#### Activity
Nothing in the listing may be skipped; transcribe all of it as written.

#### Dataset entries
------------------------------------------------------------
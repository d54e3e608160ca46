//! Authentication handlers.

use axum::{
    extract::{Extension, State},
    http::StatusCode,
    response::Json,
    routing::post,
    Router,
};
use serde::{Deserialize, Serialize};
use utoipa::ToSchema;
use validator::Validate;

use crate::api::extractors::ValidatedJson;
use crate::api::middleware::CurrentUser;
use crate::api::AppState;
use crate::domain::{TokenPair, UserResponse, UserRole};
use crate::errors::AppResult;
use crate::services::Registration;
use crate::types::MessageResponse;

/// User registration request
#[derive(Debug, Deserialize, Validate, ToSchema)]
pub struct RegisterRequest {
    /// User email address
    #[validate(email(message = "Invalid email format"))]
    #[schema(example = "user@example.com")]
    pub email: String,
    /// User password (minimum 6 characters)
    #[validate(length(min = 6, message = "Password must be at least 6 characters"))]
    #[schema(example = "SecurePass123!", min_length = 6)]
    pub password: String,
    /// Full name
    #[validate(length(min = 1, message = "Full name is required"))]
    #[schema(example = "Jane Doe")]
    pub full_name: String,
    /// Contact phone
    #[schema(example = "+1 555 0100")]
    pub phone: Option<String>,
    /// PARTICIPANT (default) or ORGANIZER
    pub role: Option<UserRole>,
}

/// User login request
#[derive(Debug, Deserialize, Validate, ToSchema)]
pub struct LoginRequest {
    /// User email address
    #[validate(email(message = "Invalid email format"))]
    #[schema(example = "user@example.com")]
    pub email: String,
    /// User password
    #[schema(example = "SecurePass123!")]
    pub password: String,
}

/// Successful login
#[derive(Debug, Serialize, Deserialize, ToSchema)]
pub struct LoginResponse {
    pub user: UserResponse,
    pub tokens: TokenPair,
}

/// Refresh token exchange request
#[derive(Debug, Deserialize, Validate, ToSchema)]
pub struct RefreshRequest {
    #[validate(length(min = 1, message = "Refresh token is required"))]
    pub refresh_token: String,
}

/// Password reset link request
#[derive(Debug, Deserialize, Validate, ToSchema)]
pub struct ForgotPasswordRequest {
    #[validate(email(message = "Invalid email format"))]
    #[schema(example = "user@example.com")]
    pub email: String,
}

/// Password reset with an emailed token
#[derive(Debug, Deserialize, Validate, ToSchema)]
pub struct ResetPasswordRequest {
    #[validate(length(min = 1, message = "Reset token is required"))]
    pub token: String,
    #[validate(length(min = 6, message = "Password must be at least 6 characters"))]
    #[schema(min_length = 6)]
    pub new_password: String,
}

/// Public authentication routes
pub fn auth_routes() -> Router<AppState> {
    Router::new()
        .route("/register", post(register))
        .route("/login", post(login))
        .route("/refresh", post(refresh))
        .route("/forgot-password", post(forgot_password))
        .route("/reset-password", post(reset_password))
}

/// Authentication routes that need a bearer token
pub fn session_routes() -> Router<AppState> {
    Router::new().route("/logout", post(logout))
}

/// Register a new user
#[utoipa::path(
    post,
    path = "/auth/register",
    tag = "Authentication",
    request_body = RegisterRequest,
    responses(
        (status = 201, description = "User registered successfully", body = UserResponse),
        (status = 400, description = "Validation error"),
        (status = 403, description = "ADMIN cannot be self-assigned"),
        (status = 409, description = "Email already registered")
    )
)]
pub async fn register(
    State(state): State<AppState>,
    ValidatedJson(payload): ValidatedJson<RegisterRequest>,
) -> AppResult<(StatusCode, Json<UserResponse>)> {
    let user = state
        .auth_service
        .register(Registration {
            email: payload.email,
            password: payload.password,
            full_name: payload.full_name,
            phone: payload.phone,
            role: payload.role,
        })
        .await?;

    Ok((StatusCode::CREATED, Json(UserResponse::from(user))))
}

/// Login and get a token pair
#[utoipa::path(
    post,
    path = "/auth/login",
    tag = "Authentication",
    request_body = LoginRequest,
    responses(
        (status = 200, description = "Login successful", body = LoginResponse),
        (status = 400, description = "Validation error"),
        (status = 401, description = "Invalid credentials")
    )
)]
pub async fn login(
    State(state): State<AppState>,
    ValidatedJson(payload): ValidatedJson<LoginRequest>,
) -> AppResult<Json<LoginResponse>> {
    let outcome = state
        .auth_service
        .login(payload.email, payload.password)
        .await?;

    Ok(Json(LoginResponse {
        user: UserResponse::from(outcome.user),
        tokens: outcome.tokens,
    }))
}

/// Exchange a refresh token for a new pair
#[utoipa::path(
    post,
    path = "/auth/refresh",
    tag = "Authentication",
    request_body = RefreshRequest,
    responses(
        (status = 200, description = "New token pair", body = TokenPair),
        (status = 401, description = "Token invalid, expired or already used")
    )
)]
pub async fn refresh(
    State(state): State<AppState>,
    ValidatedJson(payload): ValidatedJson<RefreshRequest>,
) -> AppResult<Json<TokenPair>> {
    let tokens = state.auth_service.refresh(payload.refresh_token).await?;
    Ok(Json(tokens))
}

/// Revoke every refresh token of the caller
#[utoipa::path(
    post,
    path = "/auth/logout",
    tag = "Authentication",
    security(("bearer_auth" = [])),
    responses(
        (status = 200, description = "Logged out", body = MessageResponse),
        (status = 401, description = "Unauthorized")
    )
)]
pub async fn logout(
    Extension(current_user): Extension<CurrentUser>,
    State(state): State<AppState>,
) -> AppResult<Json<MessageResponse>> {
    state.auth_service.logout(current_user.id).await?;
    Ok(Json(MessageResponse::new("Logged out")))
}

/// Email a password reset link
#[utoipa::path(
    post,
    path = "/auth/forgot-password",
    tag = "Authentication",
    request_body = ForgotPasswordRequest,
    responses(
        (status = 200, description = "Accepted whether or not the account exists",
            body = MessageResponse),
        (status = 400, description = "Validation error")
    )
)]
pub async fn forgot_password(
    State(state): State<AppState>,
    ValidatedJson(payload): ValidatedJson<ForgotPasswordRequest>,
) -> AppResult<Json<MessageResponse>> {
    state.auth_service.forgot_password(payload.email).await?;
    Ok(Json(MessageResponse::new(
        "If the account exists, a reset link has been sent",
    )))
}

/// Set a new password using an emailed token
#[utoipa::path(
    post,
    path = "/auth/reset-password",
    tag = "Authentication",
    request_body = ResetPasswordRequest,
    responses(
        (status = 200, description = "Password updated", body = MessageResponse),
        (status = 400, description = "Validation error"),
        (status = 401, description = "Token invalid or expired")
    )
)]
pub async fn reset_password(
    State(state): State<AppState>,
    ValidatedJson(payload): ValidatedJson<ResetPasswordRequest>,
) -> AppResult<Json<MessageResponse>> {
    state
        .auth_service
        .reset_password(payload.token, payload.new_password)
        .await?;
    Ok(Json(MessageResponse::new("Password updated")))
}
------------------------------------------------------------
#### Your response
repository d54e3e608160ca46
//! Authentication handlers.

use axum::{
    extract::{Extension, State},
    http::StatusCode,
    response::Json,
    routing::post,
    Router,
};
use serde::{Deserialize, Serialize};
use utoipa::ToSchema;
use validator::Validate;

use crate::api::extractors::ValidatedJson;
use crate::api::middleware::CurrentUser;
use crate::api::AppState;
use crate::domain::{TokenPair, UserResponse, UserRole};
use crate::errors::AppResult;
use crate::services::Registration;
use crate::types::MessageResponse;

/// User registration request
#[derive(Debug, Deserialize, Validate, ToSchema)]
pub struct RegisterRequest {
    /// User email address
    #[validate(email(message = "Invalid email format"))]
    #[schema(example = "user@example.com")]
    pub email: String,
    /// User password (minimum 6 characters)
    #[validate(length(min = 6, message = "Password must be at least 6 characters"))]
    #[schema(example = "SecurePass123!", min_length = 6)]
    pub password: String,
    /// Full name
    #[validate(length(min = 1, message = "Full name is required"))]
    #[schema(example = "Jane Doe")]
    pub full_name: String,
    /// Contact phone
    #[schema(example = "+1 555 0100")]
    pub phone: Option<String>,
    /// PARTICIPANT (default) or ORGANIZER
    pub role: Option<UserRole>,
}

/// User login request
#[derive(Debug, Deserialize, Validate, ToSchema)]
pub struct LoginRequest {
    /// User email address
    #[validate(email(message = "Invalid email format"))]
    #[schema(example = "user@example.com")]
    pub email: String,
    /// User password
    #[schema(example = "SecurePass123!")]
    pub password: String,
}

/// Successful login
#[derive(Debug, Serialize, Deserialize, ToSchema)]
pub struct LoginResponse {
    pub user: UserResponse,
    pub tokens: TokenPair,
}

/// Refresh token exchange request
#[derive(Debug, Deserialize, Validate, ToSchema)]
pub struct RefreshRequest {
    #[validate(length(min = 1, message = "Refresh token is required"))]
    pub refresh_token: String,
}

/// Password reset link request
#[derive(Debug, Deserialize, Validate, ToSchema)]
pub struct ForgotPasswordRequest {
    #[validate(email(message = "Invalid email format"))]
    #[schema(example = "user@example.com")]
    pub email: String,
}

/// Password reset with an emailed token
#[derive(Debug, Deserialize, Validate, ToSchema)]
pub struct ResetPasswordRequest {
    #[validate(length(min = 1, message = "Reset token is required"))]
    pub token: String,
    #[validate(length(min = 6, message = "Password must be at least 6 characters"))]
    #[schema(min_length = 6)]
    pub new_password: String,
}

/// Public authentication routes
pub fn auth_routes() -> Router<AppState> {
    Router::new()
        .route("/register", post(register))
        .route("/login", post(login))
        .route("/refresh", post(refresh))
        .route("/forgot-password", post(forgot_password))
        .route("/reset-password", post(reset_password))
}

/// Authentication routes that need a bearer token
pub fn session_routes() -> Router<AppState> {
    Router::new().route("/logout", post(logout))
}

/// Register a new user
#[utoipa::path(
    post,
    path = "/auth/register",
    tag = "Authentication",
    request_body = RegisterRequest,
    responses(
        (status = 201, description = "User registered successfully", body = UserResponse),
        (status = 400, description = "Validation error"),
        (status = 403, description = "ADMIN cannot be self-assigned"),
        (status = 409, description = "Email already registered")
    )
)]
pub async fn register(
    State(state): State<AppState>,
    ValidatedJson(payload): ValidatedJson<RegisterRequest>,
) -> AppResult<(StatusCode, Json<UserResponse>)> {
    let user = state
        .auth_service
        .register(Registration {
            email: payload.email,
            password: payload.password,
            full_name: payload.full_name,
            phone: payload.phone,
            role: payload.role,
        })
        .await?;

    Ok((StatusCode::CREATED, Json(UserResponse::from(user))))
}

/// Login and get a token pair
#[utoipa::path(
    post,
    path = "/auth/login",
    tag = "Authentication",
    request_body = LoginRequest,
    responses(
        (status = 200, description = "Login successful", body = LoginResponse),
        (status = 400, description = "Validation error"),
        (status = 401, description = "Invalid credentials")
    )
)]
pub async fn login(
    State(state): State<AppState>,
    ValidatedJson(payload): ValidatedJson<LoginRequest>,
) -> AppResult<Json<LoginResponse>> {
    let outcome = state
        .auth_service
        .login(payload.email, payload.password)
        .await?;

    Ok(Json(LoginResponse {
        user: UserResponse::from(outcome.user),
        tokens: outcome.tokens,
    }))
}

/// Exchange a refresh token for a new pair
#[utoipa::path(
    post,
    path = "/auth/refresh",
    tag = "Authentication",
    request_body = RefreshRequest,
    responses(
        (status = 200, description = "New token pair", body = TokenPair),
        (status = 401, description = "Token invalid, expired or already used")
    )
)]
pub async fn refresh(
    State(state): State<AppState>,
    ValidatedJson(payload): ValidatedJson<RefreshRequest>,
) -> AppResult<Json<TokenPair>> {
    let tokens = state.auth_service.refresh(payload.refresh_token).await?;
    Ok(Json(tokens))
}

/// Revoke every refresh token of the caller
#[utoipa::path(
    post,
    path = "/auth/logout",
    tag = "Authentication",
    security(("bearer_auth" = [])),
    responses(
        (status = 200, description = "Logged out", body = MessageResponse),
        (status = 401, description = "Unauthorized")
    )
)]
pub async fn logout(
    Extension(current_user): Extension<CurrentUser>,
    State(state): State<AppState>,
) -> AppResult<Json<MessageResponse>> {
    state.auth_service.logout(current_user.id).await?;
    Ok(Json(MessageResponse::new("Logged out")))
}

/// Email a password reset link
#[utoipa::path(
    post,
    path = "/auth/forgot-password",
    tag = "Authentication",
    request_body = ForgotPasswordRequest,
    responses(
        (status = 200, description = "Accepted whether or not the account exists",
            body = MessageResponse),
        (status = 400, description = "Validation error")
    )
)]
pub async fn forgot_password(
    State(state): State<AppState>,
    ValidatedJson(payload): ValidatedJson<ForgotPasswordRequest>,
) -> AppResult<Json<MessageResponse>> {
    state.auth_service.forgot_password(payload.email).await?;
    Ok(Json(MessageResponse::new(
        "If the account exists, a reset link has been sent",
    )))
}

/// Set a new password using an emailed token
#[utoipa::path(
    post,
    path = "/auth/reset-password",
    tag = "Authentication",
    request_body = ResetPasswordRequest,
    responses(
        (status = 200, description = "Password updated", body = MessageResponse),
        (status = 400, description = "Validation error"),
        (status = 401, description = "Token invalid or expired")
    )
)]
pub async fn reset_password(
    State(state): State<AppState>,
    ValidatedJson(payload): ValidatedJson<ResetPasswordRequest>,
) -> AppResult<Json<MessageResponse>> {
    state
        .auth_service
        .reset_password(payload.token, payload.new_password)
        .await?;
    Ok(Json(MessageResponse::new("Password updated")))
}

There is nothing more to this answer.